§ **REQUIRED ACTION**
Transcribe, verbatim, every line from the start of the entries through the line that contains "e.g. schema setup."; include both boundary lines and omit all others.

# # # # # # #

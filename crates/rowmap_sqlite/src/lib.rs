//! Blocking SQLite store for rowmap.

pub mod convert;

use std::fmt;
use std::path::{Path, PathBuf};

use parking_lot::Mutex;
use rowmap::store::{ExecResult, ResultSet, Store, TableDescription, TableMetadata};
use rowmap::value::Value;
use rowmap_error::{Result, StoreError, validation};
use rusqlite::types::Value as SqliteValue;
use rusqlite::{Connection, params_from_iter};
use tracing::debug;

use crate::convert::{from_sqlite, store_error, to_sqlite};

/// A single SQLite connection shared by all callers.
///
/// Statements are serialized on the connection. Every call prepares its
/// statement and drops it before returning.
pub struct SqliteStore {
    path: Option<PathBuf>,
    conn: Mutex<Connection>,
}

impl fmt::Debug for SqliteStore {
    fn fmt(&self, f: &mut fmt::Formatter<'_>) -> fmt::Result {
        match &self.path {
            Some(path) => write!(f, "SqliteStore({})", path.to_string_lossy()),
            None => write!(f, "SqliteStore(:memory:)"),
        }
    }
}

impl SqliteStore {
    pub fn open(path: impl AsRef<Path>) -> Result<Self, StoreError> {
        let path = path.as_ref().to_path_buf();
        let conn = Connection::open(&path).map_err(store_error)?;
        debug!(path = %path.to_string_lossy(), "opened sqlite store");
        Ok(SqliteStore {
            path: Some(path),
            conn: Mutex::new(conn),
        })
    }

    pub fn open_in_memory() -> Result<Self, StoreError> {
        let conn = Connection::open_in_memory().map_err(store_error)?;
        Ok(SqliteStore {
            path: None,
            conn: Mutex::new(conn),
        })
    }

    pub fn path(&self) -> Option<&Path> {
        self.path.as_deref()
    }

    /// Run one or more statements without arguments, e.g. schema setup.
    pub fn execute_batch(&self, sql: &str) -> Result<(), StoreError> {
        self.conn.lock().execute_batch(sql).map_err(store_error)
    }
}

fn bind_args(args: &[Value]) -> Result<Vec<SqliteValue>, StoreError> {
    args.iter().map(to_sqlite).collect()
}

impl Store for SqliteStore {
    fn execute(&self, sql: &str, args: &[Value]) -> Result<ExecResult, StoreError> {
        let params = bind_args(args)?;
        let conn = self.conn.lock();
        let mut stmt = conn.prepare(sql).map_err(store_error)?;
        let rows_affected = stmt.execute(params_from_iter(params.iter())).map_err(store_error)?;
        Ok(ExecResult {
            last_insert_id: conn.last_insert_rowid(),
            rows_affected: rows_affected as u64,
        })
    }

    fn query(&self, sql: &str, args: &[Value]) -> Result<ResultSet, StoreError> {
        let params = bind_args(args)?;
        let conn = self.conn.lock();
        let mut stmt = conn.prepare(sql).map_err(store_error)?;

        let columns: Vec<String> = stmt
            .column_names()
            .into_iter()
            .map(|name| name.to_string())
            .collect();
        let num_cols = columns.len();

        let rows = stmt
            .query(params_from_iter(params.iter()))
            .map_err(store_error)?
            .mapped(|r| {
                (0..num_cols)
                    .map(|idx| r.get::<_, SqliteValue>(idx).map(from_sqlite))
                    .collect::<Result<Vec<_>, rusqlite::Error>>()
            })
            .collect::<Result<Vec<_>, rusqlite::Error>>()
            .map_err(store_error)?;

        Ok(ResultSet { columns, rows })
    }
}

impl TableMetadata for SqliteStore {
    /// Primary key from `PRAGMA table_info`. A lone `INTEGER PRIMARY KEY`
    /// column aliases the rowid and is reported as the autoincrement column.
    fn describe_table(&self, table: &str) -> Result<TableDescription> {
        let result = self.query(
            "SELECT name, type, pk FROM pragma_table_info(?)",
            &[Value::from(table)],
        )?;
        if result.is_empty() {
            return Err(validation!("no such table: {table}"));
        }

        let mut keyed = Vec::new();
        for row in result.rows {
            let mut row = row.into_iter();
            let (Some(Value::Text(name)), Some(ty), Some(Value::Int(pk))) = (row.next(), row.next(), row.next())
            else {
                return Err(validation!("unexpected table_info row for {table}"));
            };
            if pk > 0 {
                let ty = match ty {
                    Value::Text(ty) => ty,
                    _ => String::new(),
                };
                keyed.push((pk, name, ty));
            }
        }
        keyed.sort_by_key(|(pk, _, _)| *pk);

        let auto_increment = match keyed.as_slice() {
            [(_, name, ty)] if ty.eq_ignore_ascii_case("INTEGER") => Some(name.clone()),
            _ => None,
        };
        let primary_key = keyed.into_iter().map(|(_, name, _)| name).collect();

        Ok(TableDescription {
            primary_key,
            auto_increment,
        })
    }
}

#[cfg(test)]
mod tests {
    use super::*;

    fn store() -> SqliteStore {
        let store = SqliteStore::open_in_memory().unwrap();
        store
            .execute_batch(
                "CREATE TABLE users (id INTEGER PRIMARY KEY, name TEXT NOT NULL);
                 CREATE TABLE memberships (
                    group_id INTEGER NOT NULL,
                    user_id INTEGER NOT NULL,
                    role TEXT,
                    PRIMARY KEY (user_id, group_id)
                 );
                 CREATE TABLE notes (body TEXT);",
            )
            .unwrap();
        store
    }

    #[test]
    fn describe_tables() {
        let store = store();

        let users = store.describe_table("users").unwrap();
        assert_eq!(vec!["id".to_string()], users.primary_key);
        assert_eq!(Some("id".to_string()), users.auto_increment);

        let memberships = store.describe_table("memberships").unwrap();
        assert_eq!(
            vec!["user_id".to_string(), "group_id".to_string()],
            memberships.primary_key
        );
        assert_eq!(None, memberships.auto_increment);

        let notes = store.describe_table("notes").unwrap();
        assert!(notes.primary_key.is_empty());

        assert!(store.describe_table("missing").is_err());
    }

    #[test]
    fn execute_and_query() {
        let store = store();
        let res = store
            .execute("INSERT INTO users (name) VALUES (?)", &[Value::from("a")])
            .unwrap();
        assert_eq!(1, res.last_insert_id);
        assert_eq!(1, res.rows_affected);

        let result = store
            .query("SELECT id, name FROM users WHERE name=?", &[Value::from("a")])
            .unwrap();
        assert_eq!(vec!["id".to_string(), "name".to_string()], result.columns);
        assert_eq!(vec![vec![Value::Int(1), Value::from("a")]], result.rows);

        let err = store
            .execute("INSERT INTO users (id, name) VALUES (?, ?)", &[Value::Int(1), Value::from("b")])
            .unwrap_err();
        assert!(err.is_duplicate());
    }
}
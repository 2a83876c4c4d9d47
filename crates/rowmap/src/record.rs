//! Self-describing record shapes.
//!
//! A record type describes its members once through [`Record::shape`] and
//! exposes path based accessors, so schema derivation and row
//! materialization never need runtime reflection. Paths are member indices,
//! one per nesting level, in the order returned by `shape`.

use rowmap_error::{MapperError, Result, fatal};

use crate::value::{FieldType, FieldValue, Value};

#[derive(Debug, Clone, PartialEq)]
pub enum RecordShape {
    /// A struct-like record with named members.
    Struct {
        type_name: &'static str,
        members: Vec<Member>,
    },
    /// A lone scalar. Never valid as a table record.
    Scalar {
        type_name: &'static str,
        field_type: FieldType,
    },
}

impl RecordShape {
    pub fn record(type_name: &'static str, members: Vec<Member>) -> Self {
        RecordShape::Struct { type_name, members }
    }

    pub fn type_name(&self) -> &'static str {
        match self {
            Self::Struct { type_name, .. } | Self::Scalar { type_name, .. } => type_name,
        }
    }
}

#[derive(Debug, Clone, PartialEq)]
pub struct Member {
    pub name: &'static str,
    /// Column this member maps to. `None` for members that only exist in
    /// memory.
    pub column: Option<&'static str>,
    pub kind: MemberKind,
}

#[derive(Debug, Clone, PartialEq)]
pub enum MemberKind {
    Field(FieldType),
    /// A nested record whose members are flattened into the parent.
    Embedded(RecordShape),
}

impl Member {
    pub fn field(name: &'static str, column: Option<&'static str>, field_type: FieldType) -> Self {
        Member {
            name,
            column,
            kind: MemberKind::Field(field_type),
        }
    }

    pub fn embedded(name: &'static str, shape: RecordShape) -> Self {
        Member {
            name,
            column: None,
            kind: MemberKind::Embedded(shape),
        }
    }
}

/// A record that can be mapped to a table row.
///
/// Usually implemented through [`record!`](crate::record!).
pub trait Record: Default + Clone + Send + Sync + 'static {
    fn shape() -> RecordShape;

    /// Read the member at `path`.
    fn get_field(&self, path: &[usize]) -> Result<Value>;

    /// Decode `value` into the member at `path`.
    fn set_field(&mut self, path: &[usize], value: Value) -> Result<()>;
}

/// Split a member path into its head index and the remaining levels.
pub fn split_path<R: Record>(path: &[usize]) -> Result<(usize, &[usize])> {
    match path.split_first() {
        Some((head, rest)) => Ok((*head, rest)),
        None => Err(fatal!(
            "empty member path for {}",
            std::any::type_name::<R>()
        )),
    }
}

pub fn leaf_get<R: Record, T: FieldValue>(field: &T, rest: &[usize]) -> Result<Value> {
    if !rest.is_empty() {
        return Err(fatal!(
            "member path descends into a scalar field of {}",
            std::any::type_name::<R>()
        ));
    }
    Ok(field.to_value())
}

pub fn leaf_set<R: Record, T: FieldValue>(field: &mut T, rest: &[usize], value: Value) -> Result<()> {
    if !rest.is_empty() {
        return Err(fatal!(
            "member path descends into a scalar field of {}",
            std::any::type_name::<R>()
        ));
    }
    *field = T::from_value(value)?;
    Ok(())
}

pub fn member_out_of_range<R: Record>(path: &[usize]) -> MapperError {
    fatal!(
        "member path {path:?} out of range for {}",
        std::any::type_name::<R>()
    )
}

pub fn optional_column(columns: &[&'static str]) -> Option<&'static str> {
    columns.first().copied()
}

/// Implement [`Record`] for a struct.
///
/// ```ignore
/// record! {
///     User {
///         id: i64 => "id",
///         name: String => "name",
///         scratch: String,
///     }
///     embed { audit: Audit }
/// }
/// ```
///
/// Fields without a column are kept in memory only. Embedded members must
/// implement [`Record`] themselves; their fields are flattened into the
/// table's columns.
#[macro_export]
macro_rules! record {
    (
        $ty:ident {
            $( $field:ident : $fty:ty $( => $col:literal )? ),* $(,)?
        }
        $( embed { $( $emb:ident : $ety:ty ),* $(,)? } )?
    ) => {
        impl $crate::record::Record for $ty {
            fn shape() -> $crate::record::RecordShape {
                $crate::record::RecordShape::record(
                    stringify!($ty),
                    vec![
                        $(
                            $crate::record::Member::field(
                                stringify!($field),
                                $crate::record::optional_column(&[$($col),*]),
                                <$fty as $crate::value::FieldValue>::FIELD_TYPE,
                            ),
                        )*
                        $($(
                            $crate::record::Member::embedded(
                                stringify!($emb),
                                <$ety as $crate::record::Record>::shape(),
                            ),
                        )*)?
                    ],
                )
            }

            #[allow(unused_assignments, unused_mut)]
            fn get_field(&self, path: &[usize]) -> $crate::Result<$crate::value::Value> {
                let (head, rest) = $crate::record::split_path::<Self>(path)?;
                let mut idx = 0usize;
                $(
                    if head == idx {
                        return $crate::record::leaf_get::<Self, _>(&self.$field, rest);
                    }
                    idx += 1;
                )*
                $($(
                    if head == idx {
                        return $crate::record::Record::get_field(&self.$emb, rest);
                    }
                    idx += 1;
                )*)?
                Err($crate::record::member_out_of_range::<Self>(path))
            }

            #[allow(unused_assignments, unused_mut)]
            fn set_field(
                &mut self,
                path: &[usize],
                value: $crate::value::Value,
            ) -> $crate::Result<()> {
                let (head, rest) = $crate::record::split_path::<Self>(path)?;
                let mut idx = 0usize;
                $(
                    if head == idx {
                        return $crate::record::leaf_set::<Self, _>(&mut self.$field, rest, value);
                    }
                    idx += 1;
                )*
                $($(
                    if head == idx {
                        return $crate::record::Record::set_field(&mut self.$emb, rest, value);
                    }
                    idx += 1;
                )*)?
                Err($crate::record::member_out_of_range::<Self>(path))
            }
        }
    };
}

# # # # # # #

§ **THE ANSWER**
filename crates/rowmap_sqlite/src/lib.rs
//! Blocking SQLite store for rowmap.

pub mod convert;

use std::fmt;
use std::path::{Path, PathBuf};

use parking_lot::Mutex;
use rowmap::store::{ExecResult, ResultSet, Store, TableDescription, TableMetadata};
use rowmap::value::Value;
use rowmap_error::{Result, StoreError, validation};
use rusqlite::types::Value as SqliteValue;
use rusqlite::{Connection, params_from_iter};
use tracing::debug;

use crate::convert::{from_sqlite, store_error, to_sqlite};

/// A single SQLite connection shared by all callers.
///
/// Statements are serialized on the connection. Every call prepares its
/// statement and drops it before returning.
pub struct SqliteStore {
    path: Option<PathBuf>,
    conn: Mutex<Connection>,
}

impl fmt::Debug for SqliteStore {
    fn fmt(&self, f: &mut fmt::Formatter<'_>) -> fmt::Result {
        match &self.path {
            Some(path) => write!(f, "SqliteStore({})", path.to_string_lossy()),
            None => write!(f, "SqliteStore(:memory:)"),
        }
    }
}

impl SqliteStore {
    pub fn open(path: impl AsRef<Path>) -> Result<Self, StoreError> {
        let path = path.as_ref().to_path_buf();
        let conn = Connection::open(&path).map_err(store_error)?;
        debug!(path = %path.to_string_lossy(), "opened sqlite store");
        Ok(SqliteStore {
            path: Some(path),
            conn: Mutex::new(conn),
        })
    }

    pub fn open_in_memory() -> Result<Self, StoreError> {
        let conn = Connection::open_in_memory().map_err(store_error)?;
        Ok(SqliteStore {
            path: None,
            conn: Mutex::new(conn),
        })
    }

    pub fn path(&self) -> Option<&Path> {
        self.path.as_deref()
    }

    /// Run one or more statements without arguments, e.g. schema setup.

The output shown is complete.